CARDINAL Perron, in the Perroniana, has the following curious article of intelligence: “In that part of Tartary which belongs to the kingdom of Persia, there exits a flourishing university, where the Arabs cultivate literature. Gioan Baptista Remondi, who was the first who caused books in the Arabic language to be printed in Europe, and who had even studied in this university, has pretended to say, that there were a number of Arabic books translated from many Greek authors who remain unknown to the Europeans. It was the Arabians who preserved a book of Archimedes: with many authors who have written on mathematics; such as Apollonius Pergeæus, and even Aristotle, Hippocrates, and Galen.”
To this account may be added that which Bell has given us in his Travels to Tartary. It is—“That in Siberia there exists an uncommon library, the rooms of which are filled with scrolls of glazed paper, fairly wrote, and many of them in gilt characters. The language in which they are written is that of the Tongusts, or Calmucs. Perhaps,” he adds, “they may contain some valuable pieces of antiquity, particularly ancient history.”
At Mount Athos, Mr. Andrews, in his Anecdotes, informs us, “That travellers agree there are several monasteries with libraries full of books, which are illegible to those holy brotherhoods, but whose contents are probably well worth inspection.”

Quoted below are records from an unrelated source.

//! Application settings and folder layout.
//!
//! Settings are persisted as TOML. Folders left unset in the file are
//! filled in relative to a base folder by [`Folders::apply_defaults`].
//!
//! ```
//! use std::path::Path;
//! use emushell::settings::AppSettings;
//!
//! let mut settings = AppSettings::default();
//! settings.folders.apply_defaults(Path::new("/home/user/emushell"));
//! assert_eq!(
//!     settings.folders.memory_cards.as_deref(),
//!     Some(Path::new("/home/user/emushell/memcards"))
//! );
//! ```

use std::path::{Path, PathBuf};

use serde::{Deserialize, Serialize};

use crate::error::{Result, ShellError};

/// Target name for settings logs.
pub const LOG_TARGET: &str = emushell_core::logging::targets::SETTINGS;

/// Default settings file name inside the settings folder.
pub const SETTINGS_FILE_NAME: &str = "emushell.toml";

/// User-configurable folders.
///
/// `None` means "use the default under the base folder".
#[derive(Debug, Clone, Default, PartialEq, Eq, Serialize, Deserialize)]
#[serde(default)]
pub struct Folders {
    pub memory_cards: Option<PathBuf>,
    pub savestates: Option<PathBuf>,
    pub snapshots: Option<PathBuf>,
    pub cheats: Option<PathBuf>,
    pub cheats_ws: Option<PathBuf>,
    /// Where BIOS images are looked up.
    pub bios: Option<PathBuf>,
    /// Where plugin INI files live.
    pub settings: Option<PathBuf>,
}

impl Folders {
    /// Fill every unset folder with its default under `base`.
    pub fn apply_defaults(&mut self, base: &Path) {
        let defaults: [(&mut Option<PathBuf>, &str); 7] = [
            (&mut self.memory_cards, "memcards"),
            (&mut self.savestates, "sstates"),
            (&mut self.snapshots, "snaps"),
            (&mut self.cheats, "cheats"),
            (&mut self.cheats_ws, "cheats_ws"),
            (&mut self.bios, "bios"),
            (&mut self.settings, "inis"),
        ];
        for (folder, name) in defaults {
            if folder.is_none() {
                *folder = Some(base.join(name));
            }
        }
    }

    /// Folders that must exist before emulation starts.
    pub fn required(&self) -> impl Iterator<Item = &Path> {
        [
            &self.memory_cards,
            &self.savestates,
            &self.snapshots,
            &self.cheats,
            &self.cheats_ws,
        ]
        .into_iter()
        .filter_map(|folder| folder.as_deref())
    }

    /// Create every required folder that is set.
    pub fn ensure_exist(&self) -> Result<()> {
        for folder in self.required() {
            std::fs::create_dir_all(folder).map_err(|e| ShellError::io(folder, e))?;
            tracing::trace!(target: LOG_TARGET, folder = %folder.display(), "folder ready");
        }
        Ok(())
    }
}

/// Persistent application settings.
#[derive(Debug, Clone, Default, PartialEq, Eq, Serialize, Deserialize)]
#[serde(default)]
pub struct AppSettings {
    /// Base folder for defaults; the platform default when unset.
    pub base_folder: Option<PathBuf>,
    pub folders: Folders,
    /// Selected BIOS image, relative to the BIOS folder unless absolute.
    pub bios_file: Option<PathBuf>,
    /// Request filesystem compression of the memory-card folder.
    ///
    /// Persisted only. The shell applies no compression itself;
    /// [`EmuApp::apply_settings`](crate::EmuApp::apply_settings) logs that
    /// the request was skipped.
    pub mcd_compress: bool,
}

impl AppSettings {
    /// The base folder defaults are derived from.
    ///
    /// Falls back to the current directory when no platform folder exists.
    pub fn resolved_base_folder(&self) -> PathBuf {
        self.base_folder
            .clone()
            .or_else(default_base_folder)
            .unwrap_or_else(|| PathBuf::from("."))
    }

    /// Fill unset folders from the base folder.
    pub fn apply_defaults(&mut self) {
        let base = self.resolved_base_folder();
        self.folders.apply_defaults(&base);
    }

    /// Full path of the selected BIOS image, if one is selected.
    ///
    /// Relative names resolve against the BIOS folder once defaults have
    /// been applied.
    pub fn full_path_to_bios(&self) -> Option<PathBuf> {
        let file = self.bios_file.as_deref()?;
        match self.folders.bios.as_deref() {
            Some(folder) if file.is_relative() => Some(folder.join(file)),
            _ => Some(file.to_path_buf()),
        }
    }

    /// Parse settings from TOML text.
    pub fn from_toml_str(s: &str, path: &Path) -> Result<Self> {
        toml::from_str(s).map_err(|e| ShellError::settings(path, e.to_string()))
    }

    /// Serialize settings to TOML text.
    pub fn to_toml_string(&self, path: &Path) -> Result<String> {
        toml::to_string_pretty(self).map_err(|e| ShellError::settings(path, e.to_string()))
    }

    /// Load settings from a TOML file.
    pub fn load(path: impl AsRef<Path>) -> Result<Self> {
        let path = path.as_ref();
        let content = std::fs::read_to_string(path).map_err(|e| ShellError::io(path, e))?;
        let settings = Self::from_toml_str(&content, path)?;
        tracing::debug!(target: LOG_TARGET, path = %path.display(), "settings loaded");
        Ok(settings)
    }

    /// Load settings, or return defaults if the file does not exist.
    pub fn load_or_default(path: impl AsRef<Path>) -> Result<Self> {
        let path = path.as_ref();
        match Self::load(path) {
            Err(ShellError::Io { source, .. }) if source.kind() == std::io::ErrorKind::NotFound => {
                tracing::info!(target: LOG_TARGET, path = %path.display(), "no settings file; using defaults");
                Ok(Self::default())
            }
            other => other,
        }
    }

    /// Save settings to a TOML file, creating its folder if needed.
    pub fn save(&self, path: impl AsRef<Path>) -> Result<()> {
        let path = path.as_ref();
        let content = self.to_toml_string(path)?;
        if let Some(parent) = path.parent().filter(|p| !p.as_os_str().is_empty()) {
            std::fs::create_dir_all(parent).map_err(|e| ShellError::io(parent, e))?;
        }
        std::fs::write(path, content).map_err(|e| ShellError::io(path, e))?;
        tracing::debug!(target: LOG_TARGET, path = %path.display(), "settings saved");
        Ok(())
    }
}

/// Platform default base folder, e.g. `~/Documents/emushell`.
pub fn default_base_folder() -> Option<PathBuf> {
    if let Some(user) = directories::UserDirs::new()
        && let Some(documents) = user.document_dir()
    {
        return Some(documents.join("emushell"));
    }
    directories::ProjectDirs::from("", "", "emushell").map(|dirs| dirs.data_dir().to_path_buf())
}

/// Platform default settings file location.
pub fn default_settings_path() -> Option<PathBuf> {
    directories::ProjectDirs::from("", "", "emushell")
        .map(|dirs| dirs.config_dir().join(SETTINGS_FILE_NAME))
}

Every captain, who can write his own log-book, has of late obtruded his discoveries of every ten yards of land he has happened to observe, and worked up into pathos his account of forms and short provisions. If these literary navigators would, in their voyages, endeavour to bring some information, or some materials of this kind, to Europe, a new source of knowledge would be opened to our contemplation; many books, which are now lost, might probably be recovered; Science might be enlarged, and Amusement gratified.